# Data Processing Concepts: Tabular Data, Filtering, Sorting

This mini-lecture covers three key concepts in data processing using Python and pandas:

## 1. Tabular Data & CSV Files
- Tabular data is organized in rows and columns, like a spreadsheet.
- Each column has a name (header).
- CSV (Comma-Separated Values) files are a common format for storing tabular data.

### Explore the CSV File as Text
- Open `data.csv` in VS Code to see how tabular data is stored as plain text.
- Notice how each row is a line, and columns are separated by commas.
- Use the Rainbow CSV extension to highlight columns and make the file easier to read. Right-click in the file and look for the Rainbow CSV submenu.
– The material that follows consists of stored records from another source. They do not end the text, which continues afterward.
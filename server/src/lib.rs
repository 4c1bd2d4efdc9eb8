use anyhow::Result;
use axum::http::HeaderMap;
use axum::routing::{get, post};
use axum::Router;
use catalog_core::composer::RuleSetComposer;
use catalog_core::config::SearchConfig;
use catalog_core::persist::CatalogStore;
use catalog_core::rules::RuleRegistry;
use catalog_core::sink::{FragmentSink, RingSink, TracingSink};
use std::path::PathBuf;
use std::sync::Arc;
use std::time::Duration;
use tower_http::cors::{AllowOrigin, Any, CorsLayer};
use tower_http::trace::TraceLayer;

pub mod backend;
pub mod error;
pub mod extract;
pub mod products;
pub mod requests;
pub mod search;

use backend::{DisabledBackend, ElasticBackend, SearchBackend};
use error::ApiError;

/// Fragments kept for `GET /search/debug`.
const RECENT_FRAGMENTS: usize = 256;

pub struct AppOptions {
    pub db_path: PathBuf,
    pub search_config: Option<PathBuf>,
    pub es_url: Option<String>,
    pub es_index: String,
    pub es_timeout: Duration,
    pub admin_token: Option<String>,
}

#[derive(Clone)]
pub struct AppState {
    pub store: Arc<CatalogStore>,
    pub config: Arc<SearchConfig>,
    pub registry: Arc<RuleRegistry>,
    pub composer: Arc<RuleSetComposer>,
    pub recent: Arc<RingSink>,
    pub backend: Arc<dyn SearchBackend>,
    pub admin_token: Option<String>,
}

impl AppState {
    /// Fragments go both to the trace log and to the in-memory ring.
    pub fn new(
        store: CatalogStore,
        config: SearchConfig,
        backend: Arc<dyn SearchBackend>,
        admin_token: Option<String>,
    ) -> Self {
        let recent = Arc::new(RingSink::new(RECENT_FRAGMENTS));
        let sinks: Vec<Arc<dyn FragmentSink>> = vec![Arc::new(TracingSink::default()), recent.clone()];
        let composer = config.composer(Arc::new(sinks));
        Self {
            store: Arc::new(store),
            registry: Arc::new(config.registry()),
            config: Arc::new(config),
            composer: Arc::new(composer),
            recent,
            backend,
            admin_token,
        }
    }
}

pub fn build_app(options: AppOptions) -> Result<Router> {
    let store = CatalogStore::open(&options.db_path)?;
    let config = SearchConfig::load(options.search_config.as_deref())?;
    let backend: Arc<dyn SearchBackend> = match &options.es_url {
        Some(url) => Arc::new(ElasticBackend::new(url, &options.es_index, options.es_timeout)?),
        None => {
            tracing::warn!("no search backend configured, /search will answer 503");
            Arc::new(DisabledBackend)
        }
    };
    tracing::info!(rules = ?config.rules, mode = ?config.mode, "search configuration loaded");
    let state = AppState::new(store, config, backend, options.admin_token);
    Ok(router(state).layer(cors_from_env()))
}

pub fn router(state: AppState) -> Router {
    Router::new()
        .route("/health", get(|| async { "ok" }))
        .route("/products", get(products::index).post(products::store))
        .route(
            "/products/:uuid",
            get(products::show).put(products::update).patch(products::update).delete(products::destroy),
        )
        .route("/categories/:uuid/hierarchy", get(products::category_hierarchy))
        .route("/search", get(search::search))
        .route("/search/explain", post(search::explain))
        .route("/search/debug", get(search::debug))
        .with_state(state)
        .layer(TraceLayer::new_for_http())
}

// CORS: read CORS_ALLOW_ORIGIN (comma-separated) or allow Any by default
fn cors_from_env() -> CorsLayer {
    match std::env::var("CORS_ALLOW_ORIGIN") {
        Ok(val) => {
            let origins: Vec<_> = val.split(',').filter_map(|s| s.trim().parse().ok()).collect();
            if origins.is_empty() {
                CorsLayer::new().allow_origin(Any).allow_methods(Any).allow_headers(Any)
            } else {
                CorsLayer::new().allow_origin(AllowOrigin::list(origins)).allow_methods(Any).allow_headers(Any)
            }
        }
        Err(_) => CorsLayer::new().allow_origin(Any).allow_methods(Any).allow_headers(Any),
    }
}

pub(crate) fn authorize(state: &AppState, headers: &HeaderMap) -> Result<(), ApiError> {
    let required = match &state.admin_token {
        Some(t) => t,
        None => return Err(ApiError::Unauthorized("ADMIN_TOKEN not set".into())),
    };
    let provided = headers.get("X-ADMIN-TOKEN").and_then(|v| v.to_str().ok()).unwrap_or("");
    if provided == required {
        Ok(())
    } else {
        Err(ApiError::Unauthorized("invalid admin token".into()))
    }
}
//! `Json` and `Query` whose rejections render as [`ApiError`] bodies.

use crate::error::ApiError;
use axum::extract::{FromRequest, FromRequestParts};

#[derive(FromRequest)]
#[from_request(via(axum::Json), rejection(ApiError))]
pub struct ApiJson<T>(pub T);

#[derive(FromRequestParts)]
#[from_request(via(axum::extract::Query), rejection(ApiError))]
pub struct ApiQuery<T>(pub T);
### Download and Open in a Spreadsheet Program
- Download `data.csv` from your Codespace to your local computer:
    - In browser Codespaces, right-click the file and select "Download".
- Open the downloaded file with a spreadsheet program (Excel, Google Sheets, etc.).
- Observe how the data appears in a grid, with columns and rows.

### Take-home Point
`.csv` files are a simple and widely-used format for moving tabular data from one application to another. They can be viewed as plain text or in spreadsheet programs.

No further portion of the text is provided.